(Directions for this task) Using the records below, give again exactly the lines from the line that contains "tracing_subscriber::fmt()" through the line that contains "result = JoinTransport::new(url, port).run(transport_rx).await;", both ends included, and only those.

#### Information supplied ####

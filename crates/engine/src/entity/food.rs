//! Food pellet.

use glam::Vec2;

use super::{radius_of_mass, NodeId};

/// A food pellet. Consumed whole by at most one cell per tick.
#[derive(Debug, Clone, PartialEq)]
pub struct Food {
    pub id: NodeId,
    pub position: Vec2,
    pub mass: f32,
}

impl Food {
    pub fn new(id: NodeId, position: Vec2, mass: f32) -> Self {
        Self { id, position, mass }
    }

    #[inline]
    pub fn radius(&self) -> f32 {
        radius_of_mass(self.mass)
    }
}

####
#### Information supplied ####

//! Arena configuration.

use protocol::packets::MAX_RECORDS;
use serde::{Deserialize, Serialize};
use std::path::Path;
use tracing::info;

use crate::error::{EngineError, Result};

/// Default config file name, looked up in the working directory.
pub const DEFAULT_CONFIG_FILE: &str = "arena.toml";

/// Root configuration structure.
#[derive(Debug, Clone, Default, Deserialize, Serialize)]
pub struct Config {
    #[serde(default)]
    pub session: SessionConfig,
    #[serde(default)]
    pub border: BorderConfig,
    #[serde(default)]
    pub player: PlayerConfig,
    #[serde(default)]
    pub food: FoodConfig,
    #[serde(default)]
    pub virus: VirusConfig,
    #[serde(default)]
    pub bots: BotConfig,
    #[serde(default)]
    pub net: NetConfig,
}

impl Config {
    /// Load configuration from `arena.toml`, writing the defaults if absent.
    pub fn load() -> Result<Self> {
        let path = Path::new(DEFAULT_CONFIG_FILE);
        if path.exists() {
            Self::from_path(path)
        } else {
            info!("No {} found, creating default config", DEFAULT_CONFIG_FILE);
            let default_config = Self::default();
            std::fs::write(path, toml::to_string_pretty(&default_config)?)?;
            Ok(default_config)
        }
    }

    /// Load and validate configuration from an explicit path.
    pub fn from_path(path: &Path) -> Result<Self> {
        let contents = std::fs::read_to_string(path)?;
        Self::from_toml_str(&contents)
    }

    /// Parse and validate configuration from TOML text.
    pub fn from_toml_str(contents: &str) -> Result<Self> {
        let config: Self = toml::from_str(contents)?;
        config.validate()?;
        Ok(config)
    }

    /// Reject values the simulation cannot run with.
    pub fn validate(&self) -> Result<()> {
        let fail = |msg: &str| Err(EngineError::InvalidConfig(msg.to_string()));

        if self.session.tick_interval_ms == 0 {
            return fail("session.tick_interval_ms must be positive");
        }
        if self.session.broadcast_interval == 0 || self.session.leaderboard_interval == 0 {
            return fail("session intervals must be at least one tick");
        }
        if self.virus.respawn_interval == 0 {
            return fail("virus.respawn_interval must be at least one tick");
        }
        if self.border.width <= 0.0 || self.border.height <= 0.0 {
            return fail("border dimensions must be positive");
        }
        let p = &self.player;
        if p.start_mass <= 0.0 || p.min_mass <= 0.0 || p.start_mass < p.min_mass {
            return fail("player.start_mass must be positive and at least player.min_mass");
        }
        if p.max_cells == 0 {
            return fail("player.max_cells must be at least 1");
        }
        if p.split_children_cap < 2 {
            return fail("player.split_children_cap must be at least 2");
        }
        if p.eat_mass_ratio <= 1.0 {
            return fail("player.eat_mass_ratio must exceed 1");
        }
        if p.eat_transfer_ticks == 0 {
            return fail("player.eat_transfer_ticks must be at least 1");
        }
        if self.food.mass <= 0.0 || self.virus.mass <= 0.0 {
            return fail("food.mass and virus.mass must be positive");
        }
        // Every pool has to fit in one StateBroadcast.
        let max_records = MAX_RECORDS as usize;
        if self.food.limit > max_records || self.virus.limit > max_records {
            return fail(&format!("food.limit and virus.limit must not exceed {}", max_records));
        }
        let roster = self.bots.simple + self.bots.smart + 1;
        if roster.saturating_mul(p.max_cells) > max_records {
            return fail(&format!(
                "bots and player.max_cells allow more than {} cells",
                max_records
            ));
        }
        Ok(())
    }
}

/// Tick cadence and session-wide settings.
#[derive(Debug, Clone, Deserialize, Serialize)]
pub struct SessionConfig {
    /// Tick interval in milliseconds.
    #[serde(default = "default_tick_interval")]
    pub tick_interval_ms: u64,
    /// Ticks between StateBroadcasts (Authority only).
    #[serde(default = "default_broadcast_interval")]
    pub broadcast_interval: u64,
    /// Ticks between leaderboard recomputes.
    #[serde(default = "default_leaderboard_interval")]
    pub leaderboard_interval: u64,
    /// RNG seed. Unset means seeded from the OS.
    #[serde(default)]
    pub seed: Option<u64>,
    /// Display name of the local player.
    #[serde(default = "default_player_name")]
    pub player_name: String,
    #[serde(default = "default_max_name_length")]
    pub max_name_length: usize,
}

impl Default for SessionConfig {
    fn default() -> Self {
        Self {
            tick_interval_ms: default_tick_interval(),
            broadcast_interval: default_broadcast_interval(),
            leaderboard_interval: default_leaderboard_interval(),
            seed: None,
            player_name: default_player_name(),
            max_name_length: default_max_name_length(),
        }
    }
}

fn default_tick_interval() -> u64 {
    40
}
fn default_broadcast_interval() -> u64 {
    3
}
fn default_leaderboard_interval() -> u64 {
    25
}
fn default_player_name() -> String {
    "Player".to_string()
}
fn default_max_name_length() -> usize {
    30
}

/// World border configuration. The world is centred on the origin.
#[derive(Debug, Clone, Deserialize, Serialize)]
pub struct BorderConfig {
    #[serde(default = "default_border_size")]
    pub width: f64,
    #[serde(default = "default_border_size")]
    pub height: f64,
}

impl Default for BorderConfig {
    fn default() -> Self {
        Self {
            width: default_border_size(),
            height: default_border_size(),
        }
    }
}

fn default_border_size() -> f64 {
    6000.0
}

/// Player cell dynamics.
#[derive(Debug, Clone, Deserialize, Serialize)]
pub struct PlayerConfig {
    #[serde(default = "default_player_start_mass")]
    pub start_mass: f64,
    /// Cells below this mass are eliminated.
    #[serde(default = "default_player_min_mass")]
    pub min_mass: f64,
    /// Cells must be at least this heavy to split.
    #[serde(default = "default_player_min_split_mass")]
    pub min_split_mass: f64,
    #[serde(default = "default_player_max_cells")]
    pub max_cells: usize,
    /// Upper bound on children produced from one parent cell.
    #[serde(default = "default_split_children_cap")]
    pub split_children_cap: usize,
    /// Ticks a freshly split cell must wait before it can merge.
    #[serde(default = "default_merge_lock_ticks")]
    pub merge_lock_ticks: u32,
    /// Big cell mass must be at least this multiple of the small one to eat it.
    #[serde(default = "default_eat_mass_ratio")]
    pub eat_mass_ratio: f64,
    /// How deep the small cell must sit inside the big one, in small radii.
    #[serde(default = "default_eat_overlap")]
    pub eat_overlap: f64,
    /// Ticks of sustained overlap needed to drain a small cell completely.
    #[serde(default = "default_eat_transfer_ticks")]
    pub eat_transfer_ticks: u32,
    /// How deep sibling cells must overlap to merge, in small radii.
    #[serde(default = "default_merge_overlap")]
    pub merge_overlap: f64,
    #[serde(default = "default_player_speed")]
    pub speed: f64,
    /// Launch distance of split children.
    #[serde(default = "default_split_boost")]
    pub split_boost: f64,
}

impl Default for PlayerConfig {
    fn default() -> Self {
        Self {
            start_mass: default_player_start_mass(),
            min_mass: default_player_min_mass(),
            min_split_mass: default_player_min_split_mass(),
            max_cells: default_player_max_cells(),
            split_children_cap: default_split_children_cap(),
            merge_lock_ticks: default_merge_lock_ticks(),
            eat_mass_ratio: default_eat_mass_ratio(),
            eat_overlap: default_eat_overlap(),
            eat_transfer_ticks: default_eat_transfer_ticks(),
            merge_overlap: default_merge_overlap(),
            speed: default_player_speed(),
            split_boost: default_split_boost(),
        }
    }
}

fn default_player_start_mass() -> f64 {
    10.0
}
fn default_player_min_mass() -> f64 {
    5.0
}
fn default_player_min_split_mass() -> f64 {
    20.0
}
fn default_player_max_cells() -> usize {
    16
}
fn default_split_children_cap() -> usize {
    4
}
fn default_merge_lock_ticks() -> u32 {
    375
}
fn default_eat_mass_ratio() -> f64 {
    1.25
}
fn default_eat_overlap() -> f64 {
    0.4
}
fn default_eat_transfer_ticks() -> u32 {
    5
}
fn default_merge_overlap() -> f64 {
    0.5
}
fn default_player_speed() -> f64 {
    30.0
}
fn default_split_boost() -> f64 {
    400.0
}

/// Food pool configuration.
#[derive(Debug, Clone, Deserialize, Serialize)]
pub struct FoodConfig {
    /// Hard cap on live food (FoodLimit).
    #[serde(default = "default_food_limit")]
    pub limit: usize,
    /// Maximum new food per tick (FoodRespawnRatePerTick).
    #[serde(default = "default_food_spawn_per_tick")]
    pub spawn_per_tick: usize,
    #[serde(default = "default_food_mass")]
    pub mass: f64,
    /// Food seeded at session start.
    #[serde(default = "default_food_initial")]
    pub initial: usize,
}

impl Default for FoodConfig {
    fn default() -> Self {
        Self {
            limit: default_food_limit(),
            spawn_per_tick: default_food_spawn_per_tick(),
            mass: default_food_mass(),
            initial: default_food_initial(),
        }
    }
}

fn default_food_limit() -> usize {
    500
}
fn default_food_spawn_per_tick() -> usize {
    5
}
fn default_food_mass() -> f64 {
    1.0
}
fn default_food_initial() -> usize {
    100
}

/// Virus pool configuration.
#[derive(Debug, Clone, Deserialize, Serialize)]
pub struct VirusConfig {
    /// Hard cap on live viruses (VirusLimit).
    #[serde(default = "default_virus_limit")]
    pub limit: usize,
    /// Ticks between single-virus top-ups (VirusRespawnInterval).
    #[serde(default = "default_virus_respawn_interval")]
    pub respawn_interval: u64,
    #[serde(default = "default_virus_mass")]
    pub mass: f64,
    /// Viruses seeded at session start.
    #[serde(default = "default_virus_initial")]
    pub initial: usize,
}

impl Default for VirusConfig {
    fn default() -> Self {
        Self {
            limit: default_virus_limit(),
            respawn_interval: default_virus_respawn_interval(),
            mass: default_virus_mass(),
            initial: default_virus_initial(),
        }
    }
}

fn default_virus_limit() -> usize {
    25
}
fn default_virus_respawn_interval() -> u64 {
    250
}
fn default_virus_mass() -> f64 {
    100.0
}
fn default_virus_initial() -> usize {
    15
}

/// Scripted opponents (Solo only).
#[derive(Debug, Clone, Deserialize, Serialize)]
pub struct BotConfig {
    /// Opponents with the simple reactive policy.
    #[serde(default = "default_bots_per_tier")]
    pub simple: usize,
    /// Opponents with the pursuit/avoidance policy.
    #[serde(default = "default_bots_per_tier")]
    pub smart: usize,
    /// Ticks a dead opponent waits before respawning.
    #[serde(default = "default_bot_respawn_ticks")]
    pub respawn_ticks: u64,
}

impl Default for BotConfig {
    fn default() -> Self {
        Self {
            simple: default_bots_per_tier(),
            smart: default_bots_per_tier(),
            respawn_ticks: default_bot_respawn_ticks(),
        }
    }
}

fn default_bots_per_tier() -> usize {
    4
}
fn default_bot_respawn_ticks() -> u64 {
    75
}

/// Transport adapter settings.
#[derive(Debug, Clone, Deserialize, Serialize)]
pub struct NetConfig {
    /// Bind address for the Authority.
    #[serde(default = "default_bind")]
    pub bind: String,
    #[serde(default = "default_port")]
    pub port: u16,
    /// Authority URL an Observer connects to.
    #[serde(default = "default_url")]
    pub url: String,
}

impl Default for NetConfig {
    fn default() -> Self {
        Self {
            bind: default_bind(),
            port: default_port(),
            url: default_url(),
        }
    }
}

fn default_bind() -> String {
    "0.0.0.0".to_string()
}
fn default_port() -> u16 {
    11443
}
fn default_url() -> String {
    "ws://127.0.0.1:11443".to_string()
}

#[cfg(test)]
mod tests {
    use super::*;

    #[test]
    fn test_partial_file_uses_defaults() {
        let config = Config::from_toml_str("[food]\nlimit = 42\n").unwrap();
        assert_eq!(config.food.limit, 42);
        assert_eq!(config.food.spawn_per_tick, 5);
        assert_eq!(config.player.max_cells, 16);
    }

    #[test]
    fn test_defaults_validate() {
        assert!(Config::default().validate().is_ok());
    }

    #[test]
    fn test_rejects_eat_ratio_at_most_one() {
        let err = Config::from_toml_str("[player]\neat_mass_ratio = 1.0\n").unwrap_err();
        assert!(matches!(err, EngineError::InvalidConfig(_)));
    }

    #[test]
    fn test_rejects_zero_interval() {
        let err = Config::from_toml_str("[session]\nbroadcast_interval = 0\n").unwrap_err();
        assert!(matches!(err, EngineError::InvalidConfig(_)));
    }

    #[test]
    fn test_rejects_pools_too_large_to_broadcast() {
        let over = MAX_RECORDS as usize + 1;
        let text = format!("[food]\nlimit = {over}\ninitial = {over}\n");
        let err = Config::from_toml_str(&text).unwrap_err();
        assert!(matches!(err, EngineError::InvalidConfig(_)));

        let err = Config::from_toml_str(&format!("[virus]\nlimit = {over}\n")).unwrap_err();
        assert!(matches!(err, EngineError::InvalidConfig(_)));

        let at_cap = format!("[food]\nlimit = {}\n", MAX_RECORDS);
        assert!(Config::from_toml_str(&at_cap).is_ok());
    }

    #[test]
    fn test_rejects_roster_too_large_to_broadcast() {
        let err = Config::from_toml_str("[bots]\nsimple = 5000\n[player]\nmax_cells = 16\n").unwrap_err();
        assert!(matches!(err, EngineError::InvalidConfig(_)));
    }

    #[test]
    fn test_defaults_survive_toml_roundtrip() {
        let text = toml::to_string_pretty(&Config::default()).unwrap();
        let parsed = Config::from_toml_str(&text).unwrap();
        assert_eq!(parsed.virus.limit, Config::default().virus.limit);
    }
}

####
#### Information supplied ####

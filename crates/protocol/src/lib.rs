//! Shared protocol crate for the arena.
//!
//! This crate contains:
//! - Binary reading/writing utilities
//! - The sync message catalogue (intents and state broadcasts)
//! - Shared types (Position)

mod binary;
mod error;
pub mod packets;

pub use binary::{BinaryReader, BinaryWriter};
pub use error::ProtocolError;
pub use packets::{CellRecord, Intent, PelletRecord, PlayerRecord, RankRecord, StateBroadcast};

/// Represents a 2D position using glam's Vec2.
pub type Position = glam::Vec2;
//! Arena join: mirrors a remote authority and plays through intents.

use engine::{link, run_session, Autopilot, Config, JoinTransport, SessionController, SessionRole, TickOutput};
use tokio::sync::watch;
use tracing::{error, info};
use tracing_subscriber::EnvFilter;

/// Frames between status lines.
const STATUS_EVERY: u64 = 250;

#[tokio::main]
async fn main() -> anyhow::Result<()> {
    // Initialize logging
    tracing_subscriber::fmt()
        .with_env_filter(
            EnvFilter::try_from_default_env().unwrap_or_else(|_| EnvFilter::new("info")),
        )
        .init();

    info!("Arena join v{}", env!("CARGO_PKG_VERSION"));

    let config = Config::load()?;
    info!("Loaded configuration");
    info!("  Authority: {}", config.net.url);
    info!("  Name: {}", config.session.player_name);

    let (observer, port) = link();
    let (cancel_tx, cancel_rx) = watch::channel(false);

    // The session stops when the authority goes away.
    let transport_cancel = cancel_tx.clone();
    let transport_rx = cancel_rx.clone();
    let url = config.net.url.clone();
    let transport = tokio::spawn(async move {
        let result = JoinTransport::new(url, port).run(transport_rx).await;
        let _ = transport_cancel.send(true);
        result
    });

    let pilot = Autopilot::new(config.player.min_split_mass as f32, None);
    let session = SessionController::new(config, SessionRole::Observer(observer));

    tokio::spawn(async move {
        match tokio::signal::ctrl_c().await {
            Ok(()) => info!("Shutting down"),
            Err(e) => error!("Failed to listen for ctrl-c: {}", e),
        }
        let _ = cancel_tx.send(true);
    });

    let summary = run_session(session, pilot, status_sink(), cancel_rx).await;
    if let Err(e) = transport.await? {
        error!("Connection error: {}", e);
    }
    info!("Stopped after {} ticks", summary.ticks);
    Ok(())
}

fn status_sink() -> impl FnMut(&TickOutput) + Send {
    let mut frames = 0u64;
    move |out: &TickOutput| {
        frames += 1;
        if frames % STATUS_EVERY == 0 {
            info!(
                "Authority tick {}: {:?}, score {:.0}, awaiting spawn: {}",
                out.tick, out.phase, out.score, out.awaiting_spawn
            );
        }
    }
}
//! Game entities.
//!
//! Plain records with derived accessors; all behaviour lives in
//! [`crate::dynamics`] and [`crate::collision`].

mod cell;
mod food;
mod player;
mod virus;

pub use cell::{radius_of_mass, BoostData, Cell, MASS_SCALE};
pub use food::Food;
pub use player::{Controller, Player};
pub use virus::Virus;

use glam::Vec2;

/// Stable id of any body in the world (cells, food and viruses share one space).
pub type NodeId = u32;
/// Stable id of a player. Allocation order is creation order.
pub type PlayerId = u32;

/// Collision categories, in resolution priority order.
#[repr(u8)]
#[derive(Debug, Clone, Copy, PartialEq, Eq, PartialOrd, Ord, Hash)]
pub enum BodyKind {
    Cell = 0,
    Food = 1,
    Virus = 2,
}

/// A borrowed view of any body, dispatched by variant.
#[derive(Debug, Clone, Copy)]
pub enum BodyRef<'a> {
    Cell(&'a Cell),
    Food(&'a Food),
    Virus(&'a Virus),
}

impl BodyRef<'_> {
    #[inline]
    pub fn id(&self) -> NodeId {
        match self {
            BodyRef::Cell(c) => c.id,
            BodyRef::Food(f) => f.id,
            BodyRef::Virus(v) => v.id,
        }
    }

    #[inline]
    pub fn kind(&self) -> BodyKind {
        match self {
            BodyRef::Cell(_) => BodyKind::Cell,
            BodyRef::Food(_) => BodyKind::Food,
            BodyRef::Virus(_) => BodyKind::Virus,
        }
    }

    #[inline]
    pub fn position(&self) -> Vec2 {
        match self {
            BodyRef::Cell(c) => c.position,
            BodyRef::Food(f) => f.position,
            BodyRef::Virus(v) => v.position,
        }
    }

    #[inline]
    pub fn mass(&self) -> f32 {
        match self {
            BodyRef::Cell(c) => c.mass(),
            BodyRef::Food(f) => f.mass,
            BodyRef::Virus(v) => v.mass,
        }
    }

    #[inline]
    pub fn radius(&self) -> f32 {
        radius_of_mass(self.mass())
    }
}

####

(Task output)
    tracing_subscriber::fmt()
        .with_env_filter(
            EnvFilter::try_from_default_env().unwrap_or_else(|_| EnvFilter::new("info")),
        )
        .init();

    info!("Arena join v{}", env!("CARGO_PKG_VERSION"));

    let config = Config::load()?;
    info!("Loaded configuration");
    info!("  Authority: {}", config.net.url);
    info!("  Name: {}", config.session.player_name);

    let (observer, port) = link();
    let (cancel_tx, cancel_rx) = watch::channel(false);

    // The session stops when the authority goes away.
    let transport_cancel = cancel_tx.clone();
    let transport_rx = cancel_rx.clone();
    let url = config.net.url.clone();
    let transport = tokio::spawn(async move {
        let result = JoinTransport::new(url, port).run(transport_rx).await;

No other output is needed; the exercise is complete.